Do alot of scouting! Get out with your bino's find out where to ducks want to be, put some miles on your truck and on your feet. The most important thing in duck hunting is being where the ducks want to be. If you find a spot that is holding ducks and hunt it within a day or two of the time you find them you will usually do well. No one who considers themself a serious big game hunter would just go out and wander around and then just sit down and expect to kill a monster. What makes ducks any different? If you want to kill lots of ducks consistantly you have to Scout, scout, scout. If you are where the birds wanna be you could throw out milk jugs and kill birds. Just my 2 cents. 

Good luck!


----------



## dkhntrdstn (Sep 7, 2007)

I would get Pintails,gadwalls or teals.


----------



## Longgun (Sep 7, 2007)

gads and coot's. EVERYBODY has mallards and pintails...

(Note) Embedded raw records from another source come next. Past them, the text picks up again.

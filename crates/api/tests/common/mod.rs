//! Shared fixtures for API integration tests.
//!
//! Requests go through the real router and middleware stack; the database
//! and SMS gateway are replaced by in-memory fakes that record every call.

#![allow(dead_code)]

use std::sync::atomic::{AtomicBool, AtomicUsize, Ordering};
use std::sync::{Arc, Mutex};

use async_trait::async_trait;
use axum::body::Body;
use axum::http::{Method, Request, Response};
use axum::Router;
use chrono::Utc;
use http_body_util::BodyExt;
use makeup_api::config::ServerConfig;
use makeup_api::router::build_app_router;
use makeup_api::state::AppState;
use makeup_db::models::appointment::{Appointment, CreateAppointment};
use makeup_db::models::artist::Artist;
use makeup_db::{BookingStore, StoreError};
use makeup_notify::SmsSender;
use tower::ServiceExt;

/// API key accepted by the test app.
pub const TEST_API_KEY: &str = "test-api-key";

/// Confirmation page prefix used in notification texts.
pub const TEST_VIEW_URL: &str = "https://booking.example.com/t/";

// ---------------------------------------------------------------------------
// In-memory store
// ---------------------------------------------------------------------------

/// A [`BookingStore`] over plain vectors.
#[derive(Default)]
pub struct InMemoryStore {
    pub artists: Mutex<Vec<Artist>>,
    pub appointments: Mutex<Vec<Appointment>>,
    /// Number of trait calls that reached the store (categories excluded).
    pub calls: AtomicUsize,
    /// When set, every call fails with a database error.
    pub fail_database: AtomicBool,
    /// Number of upcoming inserts to reject as token collisions.
    pub collisions_remaining: AtomicUsize,
}

impl InMemoryStore {
    pub fn with_artists(artists: Vec<Artist>) -> Self {
        Self {
            artists: Mutex::new(artists),
            ..Self::default()
        }
    }

    pub fn call_count(&self) -> usize {
        self.calls.load(Ordering::SeqCst)
    }

    pub fn appointment_count(&self) -> usize {
        self.appointments.lock().unwrap().len()
    }

    fn enter(&self) -> Result<(), StoreError> {
        self.calls.fetch_add(1, Ordering::SeqCst);
        if self.fail_database.load(Ordering::SeqCst) {
            return Err(StoreError::Database(sqlx::Error::PoolTimedOut));
        }
        Ok(())
    }
}

#[async_trait]
impl BookingStore for InMemoryStore {
    async fn list_artists(&self) -> Result<Vec<Artist>, StoreError> {
        self.enter()?;
        Ok(self.artists.lock().unwrap().clone())
    }

    async fn find_artist(&self, short_key: &str) -> Result<Option<Artist>, StoreError> {
        self.enter()?;
        Ok(self
            .artists
            .lock()
            .unwrap()
            .iter()
            .find(|a| a.short_key == short_key)
            .cloned())
    }

    async fn create_appointment(
        &self,
        input: &CreateAppointment,
    ) -> Result<Appointment, StoreError> {
        self.enter()?;
        if self
            .collisions_remaining
            .fetch_update(Ordering::SeqCst, Ordering::SeqCst, |n| n.checked_sub(1))
            .is_ok()
        {
            return Err(StoreError::DuplicateTransactionId);
        }

        let mut appointments = self.appointments.lock().unwrap();
        if appointments
            .iter()
            .any(|a| a.transaction_id == input.transaction_id)
        {
            return Err(StoreError::DuplicateTransactionId);
        }

        let appointment = Appointment {
            id: appointments.len() as i64 + 1,
            makeup_artist_id: input.makeup_artist_id,
            first_name: input.first_name.clone(),
            last_name: input.last_name.clone(),
            phone_number: input.phone_number.clone(),
            email: input.email.clone(),
            district: input.district.clone(),
            due_date: input.due_date,
            message: input.message.clone(),
            prefer_time_period_in_day: input.prefer_time_period_in_day.clone(),
            transaction_id: input.transaction_id.clone(),
            is_viewed: false,
            created_at: Utc::now(),
        };
        appointments.push(appointment.clone());
        Ok(appointment)
    }

    async fn find_appointment(
        &self,
        transaction_id: &str,
    ) -> Result<Option<Appointment>, StoreError> {
        self.enter()?;
        Ok(self
            .appointments
            .lock()
            .unwrap()
            .iter()
            .find(|a| a.transaction_id == transaction_id)
            .cloned())
    }

    async fn mark_appointment_viewed(&self, transaction_id: &str) -> Result<bool, StoreError> {
        self.enter()?;
        let mut appointments = self.appointments.lock().unwrap();
        match appointments
            .iter_mut()
            .find(|a| a.transaction_id == transaction_id && !a.is_viewed)
        {
            Some(a) => {
                a.is_viewed = true;
                Ok(true)
            }
            None => Ok(false),
        }
    }

    async fn ping(&self) -> Result<(), StoreError> {
        self.enter()
    }
}

// ---------------------------------------------------------------------------
// Recording SMS sender
// ---------------------------------------------------------------------------

/// An [`SmsSender`] that records each send and returns a fixed outcome.
pub struct RecordingSms {
    pub succeed: bool,
    pub sent: Mutex<Vec<(Vec<String>, String)>>,
}

impl RecordingSms {
    pub fn new(succeed: bool) -> Self {
        Self {
            succeed,
            sent: Mutex::new(Vec::new()),
        }
    }

    pub fn sent(&self) -> Vec<(Vec<String>, String)> {
        self.sent.lock().unwrap().clone()
    }
}

#[async_trait]
impl SmsSender for RecordingSms {
    async fn send(&self, destinations: &[String], text: &str) -> bool {
        self.sent
            .lock()
            .unwrap()
            .push((destinations.to_vec(), text.to_string()));
        self.succeed
    }
}

// ---------------------------------------------------------------------------
// App construction
// ---------------------------------------------------------------------------

/// Build a test `ServerConfig` with safe defaults.
pub fn test_config() -> ServerConfig {
    ServerConfig {
        host: "127.0.0.1".to_string(),
        port: 0,
        cors_origins: vec!["*".to_string()],
        request_timeout_secs: 30,
        api_key: TEST_API_KEY.to_string(),
        appointment_view_url: TEST_VIEW_URL.to_string(),
        sms_recipients: vec!["+905550000001".to_string(), "+905550000002".to_string()],
    }
}

/// The router plus handles on its fakes.
pub struct TestApp {
    pub router: Router,
    pub store: Arc<InMemoryStore>,
    pub sms: Arc<RecordingSms>,
}

impl TestApp {
    pub fn app(&self) -> Router {
        self.router.clone()
    }
}

/// Build the full application router, exactly as `main.rs` does.
pub fn build_test_app(store: InMemoryStore, sms: RecordingSms) -> TestApp {
    let store = Arc::new(store);
    let sms = Arc::new(sms);

    let state = AppState {
        store: store.clone(),
        sms: sms.clone(),
        config: Arc::new(test_config()),
    };

    TestApp {
        router: build_app_router(state),
        store,
        sms,
    }
}

/// An app with no artists and an SMS gateway that accepts everything.
pub fn default_test_app() -> TestApp {
    build_test_app(InMemoryStore::default(), RecordingSms::new(true))
}

pub fn artist(id: i64, short_key: &str) -> Artist {
    Artist {
        id,
        first_name: "Elif".to_string(),
        last_name: "Kaya".to_string(),
        image_url: format!("https://cdn.example.com/{short_key}.jpg"),
        short_key: short_key.to_string(),
        service_params: r#"{"bridal":true}"#.to_string(),
    }
}

/// A well-formed booking request body.
pub fn appointment_body() -> serde_json::Value {
    serde_json::json!({
        "makeUpArtistID": 1,
        "firstName": "Ayse",
        "lastName": "Yilmaz",
        "phoneNumber": "+905551112233",
        "email": "ayse@example.com",
        "district": "Kadikoy",
        "message": "Bridal trial",
        "preferTimePeriodInDay": "morning",
        "dueDate": "2024-06-15 10:00:00"
    })
}

// ---------------------------------------------------------------------------
// Request helpers
// ---------------------------------------------------------------------------

pub async fn send(app: Router, request: Request<Body>) -> Response<Body> {
    app.oneshot(request).await.unwrap()
}

/// GET with the valid API key.
pub async fn get(app: Router, uri: &str) -> Response<Body> {
    let request = Request::builder()
        .method(Method::GET)
        .uri(uri)
        .header("x-api-key", TEST_API_KEY)
        .body(Body::empty())
        .unwrap();
    send(app, request).await
}

/// GET with no API key header at all.
pub async fn get_anonymous(app: Router, uri: &str) -> Response<Body> {
    let request = Request::builder()
        .method(Method::GET)
        .uri(uri)
        .body(Body::empty())
        .unwrap();
    send(app, request).await
}

/// POST a JSON body with the valid API key.
pub async fn post_json(app: Router, uri: &str, body: serde_json::Value) -> Response<Body> {
    post_raw(app, uri, body.to_string()).await
}

/// POST a raw body labelled as JSON with the valid API key.
pub async fn post_raw(app: Router, uri: &str, body: String) -> Response<Body> {
    let request = Request::builder()
        .method(Method::POST)
        .uri(uri)
        .header("content-type", "application/json")
        .header("x-api-key", TEST_API_KEY)
        .body(Body::from(body))
        .unwrap();
    send(app, request).await
}

pub async fn body_bytes(response: Response<Body>) -> Vec<u8> {
    response
        .into_body()
        .collect()
        .await
        .unwrap()
        .to_bytes()
        .to_vec()
}

pub async fn body_json(response: Response<Body>) -> serde_json::Value {
    serde_json::from_slice(&body_bytes(response).await).unwrap()
}

pub async fn body_text(response: Response<Body>) -> String {
    String::from_utf8(body_bytes(response).await).unwrap()
}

...maybe a few Drake cottontops for contrast. dont forget, the wigeons and the gads like to mug the coots for the marshplants they dive for anyhow, so it looks natural. get a good good jerk cord going and id say you would be pileing them up in no time.


----------



## Greenhead_Slayer (Oct 16, 2007)

Get some floating honks, you don't need many, say four. Plenty of used ones for sale as well


----------



## nickpan (May 6, 2008)

If your looking for cheap, numbers, and decent quality them hot buy mallards are the way to go. IMO, i don't think ducks are racist and will be where any other ducks will be 99% of the time. Its all about location. Used to hunt a pond that had decoys that sat out there year round for years, looked like a black plastic ducks. But they still brought birds in. Unless your targeting divers, any mix of puddlers would work. Alot guys kill em over plain black silhouettes...


----------



## Riverrat77 (Sep 7, 2007)

nickpan said:


> Alot guys kill em over plain black silhouettes...

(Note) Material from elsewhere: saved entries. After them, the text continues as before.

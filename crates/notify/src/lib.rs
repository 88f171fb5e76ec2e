//! Outbound SMS notifications.
//!
//! The gateway is treated as an opaque boolean-returning sender: a send
//! either got an HTTP 200 back or it did not. There is no retry.

pub mod config;
pub mod sms;

pub use config::SmsConfig;
pub use sms::{DisabledSms, SmsClient, SmsError, SmsSender};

I have every intention of finding out if this works this year.... :twisted:

As far as another duck to add to your spread... I bought some Gadwalls and teal after mallards because at Farmington where I hunted a lot, those were the other "common" puddlers I always seemed to see. I've also go some Buffleheads and Spoonies, mostly for the white on em. They show up from a LONG way away but my spread is going to be 70/30 black silos to floaters this year.


----------



## huntingbuddy (Sep 10, 2007)

Wigeons, Gadwalls, Teal, and some coots. Anything but mallards, give your spread some variety, every other spread out there has just mallards. From my experinece hunting the WMA's I haven't shot very many mallards. In fact I haven't shot any, my friend shot one but he was the only one around. I know people are going to say ya but there are mallards around. Yes there are but everybody else uses mallards including Dike Hunter Dick. If you take your binos and look at the rest areas you will see a ton of different birds not just mallards. So spice up your spread. I am only going to use a couple mallards if any at all on the opener. 

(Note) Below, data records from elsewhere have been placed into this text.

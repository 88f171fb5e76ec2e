//! SMS gateway client.
//!
//! [`SmsClient`] posts a JSON batch of `{dest, msg}` pairs to the configured
//! gateway URL. Success means the gateway answered with exactly HTTP 200.

use std::time::Duration;

use async_trait::async_trait;
use serde::Serialize;

use crate::config::SmsConfig;

/// HTTP request timeout for a single gateway call.
const REQUEST_TIMEOUT: Duration = Duration::from_secs(10);

// ---------------------------------------------------------------------------
// Error
// ---------------------------------------------------------------------------

/// Error type for SMS gateway failures.
#[derive(Debug, thiserror::Error)]
pub enum SmsError {
    /// The underlying HTTP request failed (network, DNS, timeout, etc.).
    #[error("HTTP request failed: {0}")]
    Request(#[from] reqwest::Error),

    /// The gateway answered with something other than 200.
    #[error("SMS gateway returned HTTP {0}")]
    HttpStatus(u16),

    /// There was nobody to send to.
    #[error("No destination phone numbers configured")]
    NoDestinations,
}

// ---------------------------------------------------------------------------
// Sender trait
// ---------------------------------------------------------------------------

/// Capability to deliver one text to a list of phone numbers.
#[async_trait]
pub trait SmsSender: Send + Sync {
    /// Send `text` to every number in `destinations`.
    ///
    /// Returns `true` only if the gateway accepted the whole batch.
    async fn send(&self, destinations: &[String], text: &str) -> bool;
}

// ---------------------------------------------------------------------------
// Wire format
// ---------------------------------------------------------------------------

#[derive(Debug, Serialize)]
struct SmsRequest<'a> {
    source_addr: &'a str,
    username: &'a str,
    password: &'a str,
    messages: Vec<SmsMessage<'a>>,
}

#[derive(Debug, Serialize)]
struct SmsMessage<'a> {
    dest: &'a str,
    msg: &'a str,
}

impl<'a> SmsRequest<'a> {
    fn new(config: &'a SmsConfig, destinations: &'a [String], text: &'a str) -> Self {
        Self {
            source_addr: &config.source_addr,
            username: &config.username,
            password: &config.password,
            messages: destinations
                .iter()
                .map(|dest| SmsMessage { dest, msg: text })
                .collect(),
        }
    }
}

// ---------------------------------------------------------------------------
// SmsClient
// ---------------------------------------------------------------------------

/// Sends SMS batches through the HTTP gateway.
pub struct SmsClient {
    config: SmsConfig,
    client: reqwest::Client,
}

impl SmsClient {
    /// Create a client with a pre-configured HTTP timeout.
    pub fn new(config: SmsConfig) -> Result<Self, SmsError> {
        let client = reqwest::Client::builder()
            .timeout(REQUEST_TIMEOUT)
            .build()?;
        Ok(Self { config, client })
    }

    /// Execute a single POST and check the response status.
    async fn try_send(&self, destinations: &[String], text: &str) -> Result<(), SmsError> {
        if destinations.is_empty() {
            return Err(SmsError::NoDestinations);
        }

        let payload = SmsRequest::new(&self.config, destinations, text);
        let response = self
            .client
            .post(&self.config.url)
            .json(&payload)
            .send()
            .await?;

        if response.status() != reqwest::StatusCode::OK {
            return Err(SmsError::HttpStatus(response.status().as_u16()));
        }
        Ok(())
    }
}

#[async_trait]
impl SmsSender for SmsClient {
    async fn send(&self, destinations: &[String], text: &str) -> bool {
        match self.try_send(destinations, text).await {
            Ok(()) => {
                tracing::info!(recipients = destinations.len(), "SMS sent");
                true
            }
            Err(e) => {
                tracing::warn!(recipients = destinations.len(), error = %e, "SMS delivery failed");
                false
            }
        }
    }
}

/// Sender used when no gateway is configured. Every send reports failure.
#[derive(Debug, Default)]
pub struct DisabledSms;

#[async_trait]
impl SmsSender for DisabledSms {
    async fn send(&self, destinations: &[String], _text: &str) -> bool {
        tracing::debug!(
            recipients = destinations.len(),
            "SMS gateway not configured, skipping send"
        );
        false
    }
}

// ---------------------------------------------------------------------------
// Tests
// ---------------------------------------------------------------------------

P.S. Wigeons steal food from coots, so if you put the two of them on a jerk string it will give the impression that the wigeon and coot are fighting for food.


----------



## WasatchOutdoors (Sep 26, 2007)

So this is just my humble opinion, and I've only been duck hunting a short time compared to some of these guys (23 years, jesus has it really been that long?) the scary thing is there are a ton of guys on here that have been at it longer than me and have a ton more to learn from. 

I used to carry as many decoys as I could possibly carry. But have you ever taken a look to see what EVERYONE is throwing out there. 2 to 3 dozen mallard, or 2 dozen mallards and 1 dozen pintails. I thought about that because you're competing with every guy out there. Farmington bay for instance from one end to the other is about 90 seconds for a duck. They see every spread out there.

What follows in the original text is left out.